For a long, long while, there is not much to "The Pot-au-Feu" other than watching renowned French actors (Juliette Binoche, Benoît Magimel) prepare some of the most exquisite-looking cuisine ever committed to film—but that, readers, is cinema. The director Tran Anh Hung ("The Scent of Green Papaya") has made a movie that might seem familiar or middlebrow in its contours, but it is served with such delicacy that the craft behind it is easy to overlook.

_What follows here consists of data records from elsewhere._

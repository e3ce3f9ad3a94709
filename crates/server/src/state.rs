use std::sync::Arc;

use configs::ImagingConfig;
use service::choices::ChoiceSource;
use service::form_service::FormService;

/// Shared handler state: one form service over whichever choice source
/// the process was started with.
#[derive(Clone)]
pub struct ServerState {
    pub forms: Arc<FormService<dyn ChoiceSource>>,
}

impl ServerState {
    pub fn new(source: Arc<dyn ChoiceSource>, imaging: ImagingConfig) -> Self {
        Self { forms: Arc::new(FormService::new(source, imaging)) }
    }
}
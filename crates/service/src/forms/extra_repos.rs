//! Extra OBS repositories packages may be pulled from.

use serde::{Deserialize, Serialize};

use super::field::{Choice, FieldSpec, FormErrors, NONE_CHOICE};
use super::formset::RepeatedForm;
use crate::choices::BuildServiceEntry;

pub const MSG_OBS_WITHOUT_REPO: &str =
    "You chose an extra OBS without adding a corresponding repository.";

#[derive(Debug, Clone, Default, Deserialize, Serialize)]
#[serde(default)]
pub struct ExtraRepoInput {
    pub obs: Option<String>,
    pub project: Option<String>,
    pub repo: Option<String>,
}

#[derive(Debug, Clone, PartialEq, Eq, Serialize)]
pub struct ExtraRepo {
    /// API URL of the chosen build service.
    pub obs: Option<String>,
    pub project: String,
    pub repo: Option<String>,
}

pub struct ExtraRepoForm {
    obs: FieldSpec,
    project: FieldSpec,
    repo: FieldSpec,
}

impl ExtraRepoForm {
    pub fn new(services: &[BuildServiceEntry]) -> Self {
        let mut choices = vec![Choice::none()];
        choices.extend(services.iter().map(|s| Choice::new(&s.apiurl, &s.name)));
        Self {
            obs: FieldSpec::choice("obs", "OBS")
                .help("Extra OBS instances from which packages may be downloaded from.")
                .with_choices(choices),
            project: FieldSpec::char("project", "Project")
                .optional()
                .max_length(500)
                .help("Project name in which the repository lives. For example: home:user"),
            repo: FieldSpec::char("repo", "Repository")
                .optional()
                .max_length(500)
                .help("Repository name in which the packages live. For example: latest_i486"),
        }
    }
}

impl RepeatedForm for ExtraRepoForm {
    type Input = ExtraRepoInput;
    type Output = ExtraRepo;

    fn fields(&self) -> Vec<FieldSpec> {
        vec![self.obs.clone(), self.project.clone(), self.repo.clone()]
    }

    fn is_blank(&self, input: &ExtraRepoInput) -> bool {
        let empty = |v: &Option<String>| v.as_deref().map_or(true, |s| s.trim().is_empty());
        let obs_unset = input.obs.as_deref().map_or(true, |o| o.is_empty() || o == NONE_CHOICE);
        obs_unset && empty(&input.project) && empty(&input.repo)
    }

    fn clean(&self, input: &ExtraRepoInput) -> Result<ExtraRepo, FormErrors> {
        let mut errors = FormErrors::default();
        let obs = self
            .obs
            .clean_choice(input.obs.as_deref(), &mut errors)
            .filter(|o| o != NONE_CHOICE);
        let project = self.project.clean_char(input.project.as_deref(), &mut errors);
        let repo = Some(self.repo.clean_char(input.repo.as_deref(), &mut errors)).filter(|r| !r.is_empty());

        if !errors.has("obs") && !errors.has("repo") && obs.is_some() && repo.is_none() {
            errors.add_non_field(MSG_OBS_WITHOUT_REPO);
        }
        errors.into_result(ExtraRepo { obs, project, repo })
    }
}

#[cfg(test)]
mod tests {
    use super::*;
    use crate::forms::formset::Formset;

    fn form() -> ExtraRepoForm {
        ExtraRepoForm::new(&[BuildServiceEntry { name: "Public OBS".into(), apiurl: "https://api.opensuse.org".into() }])
    }

    fn input(obs: &str, project: &str, repo: &str) -> ExtraRepoInput {
        ExtraRepoInput { obs: Some(obs.into()), project: Some(project.into()), repo: Some(repo.into()) }
    }

    #[test]
    fn choices_start_with_none_then_apiurl() {
        let fields = form().fields();
        assert_eq!(fields[0].choices, vec![Choice::none(), Choice::new("https://api.opensuse.org", "Public OBS")]);
    }

    #[test]
    fn none_obs_and_empty_repo_become_absent() {
        let out = form().clean(&input("None", "home:user", "")).unwrap();
        assert_eq!(out, ExtraRepo { obs: None, project: "home:user".into(), repo: None });
    }

    #[test]
    fn obs_without_repo_is_a_form_error() {
        let err = form().clean(&input("https://api.opensuse.org", "home:user", " ")).unwrap_err();
        assert_eq!(err.non_field(), [MSG_OBS_WITHOUT_REPO.to_string()]);
    }

    #[test]
    fn unknown_obs_is_a_field_error() {
        let err = form().clean(&input("https://evil.example.com", "", "x")).unwrap_err();
        assert!(err.has("obs"));
        assert!(err.non_field().is_empty());
    }

    #[test]
    fn formset_skips_blank_entries_and_indexes_errors() {
        let set = Formset::new(form());
        let entries = vec![
            ExtraRepoInput::default(),
            input("https://api.opensuse.org", "home:user", "latest_i486"),
            input("https://api.opensuse.org", "", ""),
        ];
        let errors = set.clean(&entries).unwrap_err();
        assert_eq!(errors.forms.keys().copied().collect::<Vec<_>>(), vec![2]);

        let ok = set.clean(&entries[..2]).unwrap();
        assert_eq!(ok.len(), 1);
        assert_eq!(ok[0].repo.as_deref(), Some("latest_i486"));
    }

    #[test]
    fn formset_caps_entry_count() {
        let set = Formset::new(form());
        let entries = vec![ExtraRepoInput::default(); crate::forms::formset::MAX_FORMS + 1];
        let errors = set.clean(&entries).unwrap_err();
        assert_eq!(errors.non_form.len(), 1);
    }
}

The film's inspiration is an enduring French novel by Marcel Rouff that was published in English as "The Passionate Epicure." That epicure is Dodin (Magimel), who has worked with Eugénie (Binoche), his cook, for 20 years. They also live together, and sometimes sleep together, but Eugénie has consistently rebuffed Dodin's proposals of marriage. The dynamic between them transcends so ordinary an arrangement, and formalizing their cohabitation could never be as satisfying as a properly prepared turbot or the textural sensations of a baked Alaska. In an early moment, Dodin quizzes their assistant, Violette (Galatea Bellugi), to see if she can name the long list of ingredients in the dish in front of her. She discerns most—but not all—of the nuance. All would be too intimate.
"The Pot-au-Feu" does not have much plot. Dodin accepts a dinner invitation from a prince and winds up at an eight-hour meal that still leaves him hungry for Eugénie's cooking. Eugénie's health begins to fail her, although she tries to hide it from Dodin. But what is sensational—in the most literal sense—about the movie is the loving attention it devotes to the meal preparations. The cinematographer Jonathan Ricquebourg ("The Death of Louis XIV") makes extraordinary use of natural light, whether it's the sun streaming into the kitchen or the candlelight that sets the atmosphere during dinners. The first time we see Dodin reiterate his marriage proposal to Eugénie—in a nighttime, postprandial conversation outdoors—Tran's camera almost floats between Binoche and Magimel. He gives the actors the space to craft their performances organically, just as their characters would demand of their food.
The first two of three Italian features in competition have debuted. (Alice Rohrwacher, who made the third, won't get her premiere until Friday, when the festival will be over for most people, at least mentally. The same lousy placement for Kelly Reichardt's "Showing Up" last year doomed it, in my opinion, to being an afterthought here instead of the critical favorite it ultimately became.)
First up was Marco Bellocchio with "Kidnapped," which finds the "Fists in the Pockets" and "Vincere" director in the color-bleached historical mode that he has favored of late. But if the film isn't going to win any style points, it is authentically, compellingly angry, which is no small feat considering it's about a much-discussed case that occurred in the 19th century, the Mortara affair.
As the film tells it, in 1858, church officials arrived at the house of the Jewish Mortara family in Bologna and informed them that one of their sons, Edgardo (Enea Sala), then six years old, had been baptized, and therefore could not live with them. Edgardo is taken from the Mortaras and raised as a Catholic, and he is in effect rewarded for acting pleased with his own captivity. The circumstances of the baptism—whether it actually occurred, whether it counted, why it came to light when it did—are just the tip of the iceberg of matters that Edgardo's father (Fausto Russo Alesi) must deal with while navigating church and government politics and the press. (The case became an international flashpoint.) The film builds to a powerful scene between Edgardo and his mother (Barbara Ronchi) that drives home how completely the abduction altered who Edgardo was.
Nanni Moretti is, for the most part, less consequentially angry in "A Brighter Tomorrow." He's angry at Netflix, angry at a film industry that produces mindless entertainment, and angry that few people around him seem to recognize the unimpeachable wit and wisdom of Nanni Moretti. He is also, more potently, angry at the current direction of Italian politics (the far-right-wing prime minister Giorgia Meloni took office last fall), which allows him to end the film on a bitter punch line (see title) that is more biting than anything that preceded it. Moretti plays his usual alter-ego-type role, a film director named Giovanni who is trying to make a historical movie about the Italian Communist Party. It was charming when Aki Kaurismäki paid tribute to his favorite directors in "Fallen Leaves," but Moretti's brand of name-dropping is painful. In one low point, his character pretends to call up Martin Scorsese to seek his thoughts on violence in cinema. He then tells onlookers that the call went to voicemail. Of course it did: Scorsese was in Cannes.